Fig. 1 is a lubrication system diagram of the engine lubricating device of the present invention, Fig. 2 is a sectional view of the control valve according to the first embodiment of the present invention, and Fig. 3 is another operating state of the control valve of Fig. 2. 4th cross-sectional view showing
The figure is a sectional view of a control valve according to a second embodiment of the present invention, FIG. 5 is a sectional view showing another operating state of the control valve of FIG. 4, and FIG. 6 is an engine speed, friction loss torque, and lubrication.
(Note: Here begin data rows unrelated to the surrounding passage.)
use httpmock::prelude::*;
use httpmock::Method::HEAD;
use replica_cache::{
    CacheConfig, CacheError, CacheManager, CacheState, GetOptions, HttpRemoteConfig,
    HttpRemoteStore, RemoteStore,
};
use serde_json::json;
use std::collections::BTreeMap;
use std::io::Read;
use std::sync::Arc;
use std::time::Duration;

fn init_tracing() {
    let _ = tracing_subscriber::fmt()
        .with_env_filter(tracing_subscriber::EnvFilter::from_default_env())
        .with_test_writer()
        .try_init();
}

fn store_for(server: &MockServer, token: Option<&str>) -> HttpRemoteStore {
    let mut config = HttpRemoteConfig::new(server.base_url(), "demo");
    config.token = token.map(str::to_string);
    config.timeout = Some(Duration::from_secs(5));
    HttpRemoteStore::new(&config).unwrap()
}

#[test]
fn metadata_lookup_sends_token_and_maps_404_to_none() {
    init_tracing();
    let server = MockServer::start();
    let found = server.mock(|when, then| {
        when.method(GET)
            .path("/projects/demo/files/metadata")
            .query_param("key", "datasets/a.txt")
            .header("authorization", "Bearer s3cret");
        then.status(200).json_body(json!({
            "key": "datasets/a.txt",
            "version": 2,
            "size": 5,
            "metadata": { "owner": "ml" }
        }));
    });
    let missing = server.mock(|when, then| {
        when.method(GET)
            .path("/projects/demo/files/metadata")
            .query_param("key", "datasets/missing.txt");
        then.status(404);
    });

    let store = store_for(&server, Some("s3cret"));
    let meta = store.metadata("datasets/a.txt").unwrap().unwrap();
    assert_eq!((meta.version, meta.size), (2, 5));
    assert_eq!(meta.metadata.get("owner").map(String::as_str), Some("ml"));
    assert!(store.metadata("datasets/missing.txt").unwrap().is_none());

    found.assert();
    missing.assert();
}

#[test]
fn download_upload_list_and_delete_use_project_endpoints() {
    init_tracing();
    let server = MockServer::start();
    let download = server.mock(|when, then| {
        when.method(GET)
            .path("/projects/demo/files/download")
            .query_param("key", "datasets/a.txt")
            .query_param("version", "2");
        then.status(200).body("hello");
    });
    let upload = server.mock(|when, then| {
        when.method(POST)
            .path("/projects/demo/files/upload")
            .query_param("key", "datasets/a.txt")
            .header("x-replica-meta-owner", "ml")
            .body("hello!");
        then.status(200).json_body(json!({
            "key": "datasets/a.txt",
            "version": 3,
            "size": 6
        }));
    });
    let list = server.mock(|when, then| {
        when.method(GET)
            .path("/projects/demo/files/list")
            .query_param("prefix", "datasets/");
        then.status(200).json_body(json!([
            { "key": "datasets/a.txt", "version": 3, "size": 6 },
            { "key": "datasets/b.txt", "version": 1, "size": 1 }
        ]));
    });
    let delete = server.mock(|when, then| {
        when.method(DELETE)
            .path("/projects/demo/files")
            .query_param("key", "datasets/a.txt")
            .query_param("keep_latest_version", "true");
        then.status(204);
    });

    let store = store_for(&server, None);

    let mut body = String::new();
    let stream = store.download("datasets/a.txt", Some(2)).unwrap();
    assert_eq!(stream.size, Some(5));
    let mut reader = stream.reader;
    reader.read_to_string(&mut body).unwrap();
    assert_eq!(body, "hello");

    let mut metadata = BTreeMap::new();
    metadata.insert("owner".to_string(), "ml".to_string());
    let uploaded = store
        .upload("datasets/a.txt", &mut &b"hello!"[..], 6, &metadata)
        .unwrap();
    assert_eq!(uploaded.version, 3);
    assert!(uploaded.metadata.is_empty());

    let files = store.list("datasets/").unwrap();
    assert_eq!(files.len(), 2);
    assert_eq!(files[1].key, "datasets/b.txt");

    store.delete("datasets/a.txt", None, true).unwrap();

    download.assert();
    upload.assert();
    list.assert();
    delete.assert();
}

#[test]
fn server_errors_do_not_leak_credentials() {
    init_tracing();
    let server = MockServer::start();
    server.mock(|when, then| {
        when.method(GET).path("/projects/demo/files/metadata");
        then.status(500);
    });

    let store = store_for(&server, Some("s3cret"));
    let err = store.metadata("datasets/a.txt").unwrap_err();
    assert!(matches!(err, CacheError::Transfer { .. }), "{err:?}");
    let message = err.to_string();
    assert!(message.contains("500"), "{message}");
    assert!(!message.contains("s3cret"), "{message}");
}

#[test]
fn manager_downloads_through_http_store() {
    init_tracing();
    let server = MockServer::start();
    server.mock(|when, then| {
        when.method(GET)
            .path("/projects/demo/files/metadata")
            .query_param("key", "models/m.bin");
        then.status(200)
            .json_body(json!({ "key": "models/m.bin", "version": 4, "size": 3 }));
    });
    let download = server.mock(|when, then| {
        when.method(GET)
            .path("/projects/demo/files/download")
            .query_param("key", "models/m.bin")
            .query_param("version", "4");
        then.status(200).body("abc");
    });

    let tmp = tempfile::tempdir().unwrap();
    let store: Arc<dyn RemoteStore> = Arc::new(store_for(&server, None));
    let manager = CacheManager::new(CacheConfig::new(tmp.path(), "demo"), Some(store));

    let first = manager.get_file("models/m.bin", GetOptions::default()).unwrap();
    assert_eq!(first.state, CacheState::LocalMissing);
    assert_eq!(first.path, manager.project_folder().join("models/m.bin.v4"));
    assert_eq!(std::fs::read(&first.path).unwrap(), b"abc");

    let second = manager.get_file("models/m.bin", GetOptions::default()).unwrap();
    assert_eq!(second.state, CacheState::LocalFresh);
    download.assert_hits(1);
}

#[test]
fn url_keys_bypass_versioning_and_reuse_same_size_files() {
    init_tracing();
    let server = MockServer::start();
    let csv = server.mock(|when, then| {
        when.method(GET).path("/public/iris.csv");
        then.status(200).body("a,b\n1,2\n");
    });
    let head = server.mock(|when, then| {
        when.method(HEAD).path("/public/iris.csv");
        then.status(200).body("a,b\n1,2\n");
    });

    let tmp = tempfile::tempdir().unwrap();
    let manager = CacheManager::new(CacheConfig::new(tmp.path(), "demo"), None);
    let url = server.url("/public/iris.csv");

    let first = manager.get_file(&url, GetOptions::default()).unwrap();
    assert!(first.downloaded);
    assert_eq!(first.state, CacheState::LocalMissing);
    assert_eq!(first.key, "iris.csv");
    assert_eq!(first.path, manager.project_folder().join("iris.csv"));
    assert_eq!(first.version, None);

    let mut updates = Vec::new();
    let second = manager
        .get_file_with_progress(&url, GetOptions::default(), &mut |done, total| {
            updates.push((done, total))
        })
        .unwrap();
    assert!(!second.downloaded);
    assert_eq!(second.state, CacheState::LocalFresh);
    assert!(updates.is_empty());

    let forced = manager
        .get_file(&url, GetOptions::default().force_download())
        .unwrap();
    assert!(forced.downloaded);
    assert_eq!(forced.state, CacheState::LocalStale);
    // The reuse was settled by HEAD alone; forced downloads skip it.
    head.assert_hits(1);
    csv.assert_hits(2);
}

#[test]
fn url_reuse_opens_no_download_when_sizes_match() {
    init_tracing();
    let server = MockServer::start();
    let get = server.mock(|when, then| {
        when.method(GET).path("/weights.bin");
        then.status(200).body("0123456789");
    });
    let head = server.mock(|when, then| {
        when.method(HEAD).path("/weights.bin");
        then.status(200).body("0123456789");
    });

    let tmp = tempfile::tempdir().unwrap();
    let manager = CacheManager::new(CacheConfig::new(tmp.path(), "demo"), None);
    let local = manager.project_folder().join("weights.bin");
    std::fs::create_dir_all(local.parent().unwrap()).unwrap();
    std::fs::write(&local, b"9876543210").unwrap();

    let resolved = manager
        .get_file(&server.url("/weights.bin"), GetOptions::default())
        .unwrap();
    assert!(!resolved.downloaded);
    assert_eq!(resolved.state, CacheState::LocalFresh);
    assert_eq!(std::fs::read(&local).unwrap(), b"9876543210");
    head.assert_hits(1);
    assert_eq!(get.hits(), 0);
}

#[test]
fn url_size_mismatch_downloads_again() {
    init_tracing();
    let server = MockServer::start();
    let get = server.mock(|when, then| {
        when.method(GET).path("/weights.bin");
        then.status(200).body("0123456789");
    });
    server.mock(|when, then| {
        when.method(HEAD).path("/weights.bin");
        then.status(200).body("0123456789");
    });

    let tmp = tempfile::tempdir().unwrap();
    let manager = CacheManager::new(CacheConfig::new(tmp.path(), "demo"), None);
    let local = manager.project_folder().join("weights.bin");
    std::fs::create_dir_all(local.parent().unwrap()).unwrap();
    std::fs::write(&local, b"short").unwrap();

    let resolved = manager
        .get_file(&server.url("/weights.bin"), GetOptions::default())
        .unwrap();
    assert!(resolved.downloaded);
    assert_eq!(resolved.state, CacheState::LocalStale);
    assert_eq!(std::fs::read(&local).unwrap(), b"0123456789");
    get.assert_hits(1);
}
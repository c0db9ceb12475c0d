//! LSP-shaped JSON for positions, edits and selections.
//!
//! Hosts that speak the language server protocol (or something close to it) exchange
//! `{ line, character }` positions with UTF-16 columns, which is what the engine uses already.
//! Only the small subset needed to ship a [`ToggleOutcome`] is covered; no `lsp-types` dependency.

use serde_json::{Value, json};
use trailing_core::{EditBatch, Position, Range, Selection, TextEdit, ToggleOutcome};

/// `{ "line": .., "character": .. }`
pub fn position_to_value(pos: Position) -> Value {
    json!({ "line": pos.line, "character": pos.character })
}

/// Parse a `Position`-shaped value.
pub fn position_from_value(value: &Value) -> Option<Position> {
    Some(Position::new(
        value.get("line")?.as_u64()? as usize,
        value.get("character")?.as_u64()? as usize,
    ))
}

/// `{ "start": .., "end": .. }`
pub fn range_to_value(range: Range) -> Value {
    json!({
        "start": position_to_value(range.start),
        "end": position_to_value(range.end),
    })
}

/// Parse a `Range`-shaped value.
pub fn range_from_value(value: &Value) -> Option<Range> {
    Some(Range::new(
        position_from_value(value.get("start")?)?,
        position_from_value(value.get("end")?)?,
    ))
}

/// `{ "range": .., "newText": .. }`
pub fn text_edit_to_value(edit: &TextEdit) -> Value {
    json!({
        "range": range_to_value(edit.range),
        "newText": edit.new_text,
    })
}

/// Parse a `TextEdit`-shaped value. A missing `newText` is treated as a deletion.
pub fn text_edit_from_value(value: &Value) -> Option<TextEdit> {
    let range = range_from_value(value.get("range")?)?;
    let new_text = value
        .get("newText")
        .and_then(Value::as_str)
        .unwrap_or("")
        .to_string();
    Some(TextEdit { range, new_text })
}

/// JSON array of `TextEdit`s.
pub fn text_edits_to_value(batch: &EditBatch) -> Value {
    Value::Array(batch.iter().map(text_edit_to_value).collect())
}

/// Parse a JSON array of `TextEdit`s, skipping malformed entries.
pub fn text_edits_from_value(value: &Value) -> EditBatch {
    value
        .as_array()
        .map(|arr| arr.iter().filter_map(text_edit_from_value).collect())
        .unwrap_or_default()
}

/// `{ "anchor": .., "active": .. }`
pub fn selection_to_value(selection: &Selection) -> Value {
    json!({
        "anchor": position_to_value(selection.anchor),
        "active": position_to_value(selection.active),
    })
}

/// Parse a selection. Accepts `{ anchor, active }` and, for plain ranges, `{ start, end }`.
pub fn selection_from_value(value: &Value) -> Option<Selection> {
    if let (Some(anchor), Some(active)) = (value.get("anchor"), value.get("active")) {
        return Some(Selection::new(
            position_from_value(anchor)?,
            position_from_value(active)?,
        ));
    }
    let range = range_from_value(value)?;
    Some(Selection::new(range.start, range.end))
}

/// Parse a JSON array of selections, skipping malformed entries.
pub fn selections_from_value(value: &Value) -> Vec<Selection> {
    value
        .as_array()
        .map(|arr| arr.iter().filter_map(selection_from_value).collect())
        .unwrap_or_default()
}

/// `{ "edits": [..], "selections": [..] }`
pub fn outcome_to_value(outcome: &ToggleOutcome) -> Value {
    json!({
        "edits": text_edits_to_value(&outcome.edits),
        "selections": outcome
            .selections
            .iter()
            .map(selection_to_value)
            .collect::<Vec<_>>(),
    })
}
This is a relationship diagram with the viscosity of oil. 1...Main lubrication route, 2...Sub lubrication route,
3...Oil pan, 5...Oil pump, 7...
Main oil hole, 14...Oil cooler, 1
6... Bypass passage, 17, 22... Control valve, 18, 23... Spring, 19, 2
4... Piston.

Claims (1)

[Scope of utility model registration request] In an engine lubricating device in which a lubrication path is configured with a sub-lubrication path that sends lubricant oil to a valve train of the engine and a main lubrication path that sends lubricant oil to other parts of the engine, an oil cooler is provided in the sub-lubrication path, A bypass passage that sends lubricating oil to the valve train without going through the oil cooler is connected to the sub-lubrication path, and lubricating oil is sent to the valve train through the oil cooler in the low engine speed range to the sub-lubrication path. A lubricating device for an engine, characterized in that a control valve is provided that sends lubricating oil to the valve train through the bypass passage in a high engine speed range.